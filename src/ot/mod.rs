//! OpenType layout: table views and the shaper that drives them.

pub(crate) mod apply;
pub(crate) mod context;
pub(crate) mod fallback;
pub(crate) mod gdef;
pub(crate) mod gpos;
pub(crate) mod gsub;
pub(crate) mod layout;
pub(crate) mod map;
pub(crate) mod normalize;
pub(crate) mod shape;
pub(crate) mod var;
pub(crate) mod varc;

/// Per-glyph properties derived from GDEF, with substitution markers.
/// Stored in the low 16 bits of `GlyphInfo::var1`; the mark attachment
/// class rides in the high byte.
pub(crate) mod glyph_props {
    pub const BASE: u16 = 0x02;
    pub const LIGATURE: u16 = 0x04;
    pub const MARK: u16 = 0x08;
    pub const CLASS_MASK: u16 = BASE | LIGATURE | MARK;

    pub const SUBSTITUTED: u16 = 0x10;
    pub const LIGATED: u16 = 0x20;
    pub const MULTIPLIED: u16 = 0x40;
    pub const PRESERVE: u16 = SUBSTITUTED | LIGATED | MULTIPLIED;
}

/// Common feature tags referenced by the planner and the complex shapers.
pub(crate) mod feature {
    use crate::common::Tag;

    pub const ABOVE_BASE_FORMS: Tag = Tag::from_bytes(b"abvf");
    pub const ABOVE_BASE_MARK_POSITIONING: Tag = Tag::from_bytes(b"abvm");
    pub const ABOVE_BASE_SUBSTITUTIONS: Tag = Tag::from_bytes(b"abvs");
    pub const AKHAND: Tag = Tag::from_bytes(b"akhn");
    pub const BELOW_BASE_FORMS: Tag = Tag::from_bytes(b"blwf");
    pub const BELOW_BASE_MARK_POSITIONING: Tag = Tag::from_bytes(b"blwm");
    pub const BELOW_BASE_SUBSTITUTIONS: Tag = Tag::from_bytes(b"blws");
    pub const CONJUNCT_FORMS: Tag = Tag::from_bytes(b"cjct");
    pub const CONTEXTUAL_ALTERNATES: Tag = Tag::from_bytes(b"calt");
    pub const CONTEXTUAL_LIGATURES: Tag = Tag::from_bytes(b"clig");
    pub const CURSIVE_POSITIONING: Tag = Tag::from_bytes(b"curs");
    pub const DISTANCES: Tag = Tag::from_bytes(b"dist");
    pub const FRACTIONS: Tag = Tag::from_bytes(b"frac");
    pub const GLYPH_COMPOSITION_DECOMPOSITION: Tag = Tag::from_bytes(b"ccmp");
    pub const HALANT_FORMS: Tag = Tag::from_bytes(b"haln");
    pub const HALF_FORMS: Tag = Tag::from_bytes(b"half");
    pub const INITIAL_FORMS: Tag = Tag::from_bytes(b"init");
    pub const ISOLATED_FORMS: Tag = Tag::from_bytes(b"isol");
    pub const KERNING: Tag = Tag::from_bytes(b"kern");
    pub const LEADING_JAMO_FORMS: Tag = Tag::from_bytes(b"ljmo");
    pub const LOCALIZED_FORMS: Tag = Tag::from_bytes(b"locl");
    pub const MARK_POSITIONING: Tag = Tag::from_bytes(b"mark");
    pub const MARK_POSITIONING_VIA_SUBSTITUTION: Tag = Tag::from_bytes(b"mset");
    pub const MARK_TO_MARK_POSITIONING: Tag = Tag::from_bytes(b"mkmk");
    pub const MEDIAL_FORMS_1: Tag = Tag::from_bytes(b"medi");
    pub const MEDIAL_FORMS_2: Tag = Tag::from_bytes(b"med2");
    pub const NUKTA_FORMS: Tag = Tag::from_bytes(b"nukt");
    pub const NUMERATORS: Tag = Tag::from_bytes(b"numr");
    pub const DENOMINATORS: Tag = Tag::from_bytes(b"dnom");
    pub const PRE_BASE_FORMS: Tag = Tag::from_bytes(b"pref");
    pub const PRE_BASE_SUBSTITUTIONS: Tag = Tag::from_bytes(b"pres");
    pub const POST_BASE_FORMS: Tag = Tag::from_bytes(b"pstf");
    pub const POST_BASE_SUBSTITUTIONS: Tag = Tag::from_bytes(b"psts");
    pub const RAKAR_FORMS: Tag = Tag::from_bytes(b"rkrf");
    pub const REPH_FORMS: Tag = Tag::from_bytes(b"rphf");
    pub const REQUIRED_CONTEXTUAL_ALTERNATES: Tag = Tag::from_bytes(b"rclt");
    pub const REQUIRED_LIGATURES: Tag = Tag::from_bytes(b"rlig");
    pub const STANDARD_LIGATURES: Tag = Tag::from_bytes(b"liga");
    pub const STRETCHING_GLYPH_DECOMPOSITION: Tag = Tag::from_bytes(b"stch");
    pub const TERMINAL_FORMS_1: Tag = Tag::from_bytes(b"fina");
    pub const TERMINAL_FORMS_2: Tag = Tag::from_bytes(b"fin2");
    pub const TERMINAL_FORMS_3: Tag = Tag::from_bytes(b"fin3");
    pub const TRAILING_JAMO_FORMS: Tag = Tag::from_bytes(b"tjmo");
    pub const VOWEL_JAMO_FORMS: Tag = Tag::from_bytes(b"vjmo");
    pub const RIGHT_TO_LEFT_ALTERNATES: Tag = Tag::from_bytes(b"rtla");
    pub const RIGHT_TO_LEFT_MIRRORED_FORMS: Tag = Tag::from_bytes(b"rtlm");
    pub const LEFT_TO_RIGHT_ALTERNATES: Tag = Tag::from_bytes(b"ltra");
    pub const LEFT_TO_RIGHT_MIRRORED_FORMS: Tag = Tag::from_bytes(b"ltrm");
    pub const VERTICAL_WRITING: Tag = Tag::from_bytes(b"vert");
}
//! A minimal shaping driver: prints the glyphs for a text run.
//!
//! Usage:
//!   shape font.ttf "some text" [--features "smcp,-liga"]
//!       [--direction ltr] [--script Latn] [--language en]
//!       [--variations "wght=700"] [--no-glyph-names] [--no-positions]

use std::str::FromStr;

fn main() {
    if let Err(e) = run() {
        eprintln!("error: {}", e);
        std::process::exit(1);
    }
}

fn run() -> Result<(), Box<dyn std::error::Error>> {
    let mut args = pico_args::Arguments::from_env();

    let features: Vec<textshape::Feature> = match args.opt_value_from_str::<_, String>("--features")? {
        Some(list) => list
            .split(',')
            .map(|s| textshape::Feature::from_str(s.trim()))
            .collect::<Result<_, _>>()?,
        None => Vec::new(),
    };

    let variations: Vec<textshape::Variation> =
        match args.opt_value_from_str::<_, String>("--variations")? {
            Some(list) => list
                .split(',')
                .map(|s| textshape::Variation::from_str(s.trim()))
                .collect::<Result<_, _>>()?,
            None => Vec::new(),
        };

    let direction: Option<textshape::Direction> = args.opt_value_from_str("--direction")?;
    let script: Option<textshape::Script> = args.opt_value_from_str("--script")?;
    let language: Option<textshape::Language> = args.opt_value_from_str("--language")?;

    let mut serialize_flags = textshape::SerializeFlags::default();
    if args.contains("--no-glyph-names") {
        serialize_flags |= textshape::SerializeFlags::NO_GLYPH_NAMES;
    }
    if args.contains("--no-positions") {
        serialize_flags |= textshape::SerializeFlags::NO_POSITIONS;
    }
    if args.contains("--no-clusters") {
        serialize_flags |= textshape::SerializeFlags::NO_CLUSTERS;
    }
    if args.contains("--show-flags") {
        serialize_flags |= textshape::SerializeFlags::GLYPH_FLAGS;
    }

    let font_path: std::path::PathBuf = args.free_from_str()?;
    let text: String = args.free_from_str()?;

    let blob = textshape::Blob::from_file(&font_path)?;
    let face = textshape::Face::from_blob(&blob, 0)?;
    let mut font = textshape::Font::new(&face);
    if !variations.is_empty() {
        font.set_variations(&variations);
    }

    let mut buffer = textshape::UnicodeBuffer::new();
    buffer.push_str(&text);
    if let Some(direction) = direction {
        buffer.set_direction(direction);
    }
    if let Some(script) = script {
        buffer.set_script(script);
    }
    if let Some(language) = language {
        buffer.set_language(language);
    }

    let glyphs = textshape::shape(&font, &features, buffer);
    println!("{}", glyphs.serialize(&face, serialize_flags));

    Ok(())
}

*TASK PROMPT*: Give back the records above exactly, limited to the lines between the one holding "with substitution markers." and the one holding "pub const AKHAND: Tag", inclusive.

*RESPONSE*:
/// Per-glyph properties derived from GDEF, with substitution markers.
/// Stored in the low 16 bits of `GlyphInfo::var1`; the mark attachment
/// class rides in the high byte.
pub(crate) mod glyph_props {
    pub const BASE: u16 = 0x02;
    pub const LIGATURE: u16 = 0x04;
    pub const MARK: u16 = 0x08;
    pub const CLASS_MASK: u16 = BASE | LIGATURE | MARK;

    pub const SUBSTITUTED: u16 = 0x10;
    pub const LIGATED: u16 = 0x20;
    pub const MULTIPLIED: u16 = 0x40;
    pub const PRESERVE: u16 = SUBSTITUTED | LIGATED | MULTIPLIED;
}

/// Common feature tags referenced by the planner and the complex shapers.
pub(crate) mod feature {
    use crate::common::Tag;

    pub const ABOVE_BASE_FORMS: Tag = Tag::from_bytes(b"abvf");
    pub const ABOVE_BASE_MARK_POSITIONING: Tag = Tag::from_bytes(b"abvm");
    pub const ABOVE_BASE_SUBSTITUTIONS: Tag = Tag::from_bytes(b"abvs");
    pub const AKHAND: Tag = Tag::from_bytes(b"akhn");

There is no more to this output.